MB: Thank you, Nando, I think you've laid out really, really well that kind of increasing use of temporariness as a permanent status. So being temporary as permanent is really clear in what you've said, but also you get a sense of what that actually means for people's lives. And imagine this situation where your right to be somewhere is permanently conditional and contingent. It does create that, that sense of not just, it's not just about, you know, are you a 'good' or a 'bad refugee' in inverted commas, but it also produces, doesn't it, a kind of, a particular type of migrant subjectivity where you're potentially constantly worried about how your actions and how your behavior will be judged in respect to what it means for your right to stay in a country. Now I think that this brings us around to the conversation that we had about free speech with Heba Gowayed and she reflected on the arrests of students, particularly students who were international students in the US protesting genocide in Palestine. Now, since her recording, there's been technically a ceasefire between Israel and Hamas, but the issue of free speech on campus continues, and it is, I think, related to this conversation about migrant subjectivity and the good migrant,

NS: Definitely, Michaela. And it's not just about students, but it's also about member of staff with migrant background. What we have seen, and we discussed with Heba, is this idea that migration status is weaponized against academics to silence them and their opposition. I mean, we have seen for some restriction to the right to strike, to support the Palestinian cause, for example, very much. We have seen threats to funding by larger donors, so they also affected the research, not just teaching. We have seen attacks on on academic curriculum, you know, the attempt to change the syllabus, or from courses, etc. So what I guess we may take away point here is that free speech and the restriction of the rights of migrants, so this shift in the governance of migration towards temporariness are very closely, closely related, and they're creating a much more docile environment within Universities,

MB: Definitely, and we could see how that might extend more generally into public life. So I think that our role as sociologists here is quite critical, isn't it, in kind of drawing attention to those to those issues, and it's one of the reasons we do this podcast is to demonstrate the public value that sociology might bring for making sense of some of the things that we're seeing around us. So thank you very much. I think that all of the things that we've heard from our guests about in this series offer perfect examples of why we need sociological thinking on these issues related to migration, but also, more importantly, why, in a context of misinformation, for example, that sociology needs to reach a public audience and we need to find ways of packaging it up for those audiences. Just a little recap. In the series, we heard from Cecilia Menjivar, who showed the importance of looking beyond these kind of black and white boundaries between migrants and citizens, encouraging us to think about that understanding of liminal legality. We heard from Ernesto Castaneda, who showed us the value of looking beyond headlines and shock social media clips to engage in people's experiences and beliefs on the ground. Rachel Humphris, our first guest, reminded us of how the meaning and use of terms such as sanctuary city shift over time, and in this way, she revealed the relationship between language and power that's become so important to many of our conversations in the series, and Heba Gowayed showed us how sociology and sociologists are capable of exploring both continuities and ruptures, and how sociologists can be important voices speaking out against injustice.

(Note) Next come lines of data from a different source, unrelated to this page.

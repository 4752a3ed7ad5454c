use gloo_storage::{LocalStorage, Storage};
use i18nrs::yew::use_translation;
use tracing::warn;
use web_sys::window;
use yew::prelude::*;
use yew_icons::{Icon, IconId};

/// Local storage key remembering the chosen daisyUI theme.
const THEME_KEY: &str = "ubuntucap_theme";

fn apply_theme(theme: &str) {
    if let Some(html_element) = window()
        .and_then(|window| window.document())
        .and_then(|document| document.document_element())
    {
        if let Err(err) = html_element.set_attribute("data-theme", theme) {
            warn!("could not apply theme {theme}: {err:?}");
        }
    }
}

/// The theme a toggle switches to.
fn next_theme(current: &str) -> &'static str {
    if current == "dark" { "light" } else { "dark" }
}

fn remember_theme(theme: &str) {
    if let Err(err) = LocalStorage::set(THEME_KEY, theme) {
        warn!("could not remember theme: {err}");
    }
}

fn preferred_theme() -> String {
    if let Ok(saved) = LocalStorage::get::<String>(THEME_KEY) {
        return saved;
    }
    let prefers_dark = window()
        .and_then(|window| window.match_media("(prefers-color-scheme: dark)").ok().flatten())
        .is_some_and(|query| query.matches());
    if prefers_dark { "dark" } else { "light" }.to_string()
}

#[derive(Properties, PartialEq, Eq)]
pub struct ThemeSwitcherProps {
    #[prop_or_default]
    pub class: Classes,
}

#[function_component(ThemeSwitcher)]
pub fn theme_switcher(props: &ThemeSwitcherProps) -> Html {
    let (i18n, ..) = use_translation();
    let current_theme = use_state(|| "light".to_string());

    {
        let current_theme = current_theme.clone();
        use_effect_with((), move |()| {
            let theme = preferred_theme();
            apply_theme(&theme);
            current_theme.set(theme);
            || {}
        });
    }

    let toggle_theme = {
        let current_theme = current_theme.clone();
        Callback::from(move |_: yew::MouseEvent| {
            let next = next_theme(&current_theme);
            apply_theme(next);
            remember_theme(next);
            current_theme.set(next.to_string());
        })
    };

    // The icon shows the theme a click switches to.
    let theme_icon = match current_theme.as_str() {
        "light" => IconId::HeroiconsSolidMoon,
        _ => IconId::HeroiconsSolidSun,
    };

    html! {
        <div class={props.class.clone()}>
            <button
                class="btn btn-ghost btn-circle"
                onclick={toggle_theme}
                aria-label={i18n.t("header.theme")}
            >
                <Icon icon_id={theme_icon} class="h-5 w-5" />
            </button>
        </div>
    }
}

NS: Thanks for listening to this series of Who do we think we are? On MAGA and migration, the season has been made as part of the research project re bordering Britain and Britain's after Brexit migzan, funded by the Economic and Social Research Council. Learn more@mignon.net

MB:  And as ever, please do follow and rate us on the app you're using to hear this. You can also find us on Instagram at Abt citizenship.

NS:  Thanks for listening. Bye.

In the time of MAGA, as nightmares rapidly become reality for many living in the USA, it can be hard to keep up with the pace of change. Here, we take stock of the latest news - including the move to cap refugee numbers at a record low, the further rollback of Temporary Protected Status for many vulnerable groups, and Trump’s threat to cut funding to New York City under new mayor Zohran Mamdani.

We consider these developments in light of our conversations this series with Heba Gowayed, Cecilia Menjívar, Ernesto Castañeda and Rachel Humphris, and reflect on why it’s important to see the present moment as both exceptional but situated in a longer history of racialised politics stretching beyond the borders of the USA alone. We also ask how MAGA rhetoric and policy is making waves beyond the USA itself - including in the UK, where not only is Reform on the rise but the Labour Party is tightening asylum laws, and academics are concerned about the state of academic freedom. Plus: how racism at the “top” filters down to shape what sociologists speak of as the “structure of feeling” - and why we need to “demigrantise” migration research, to see how discourse and policy affects all of our lives.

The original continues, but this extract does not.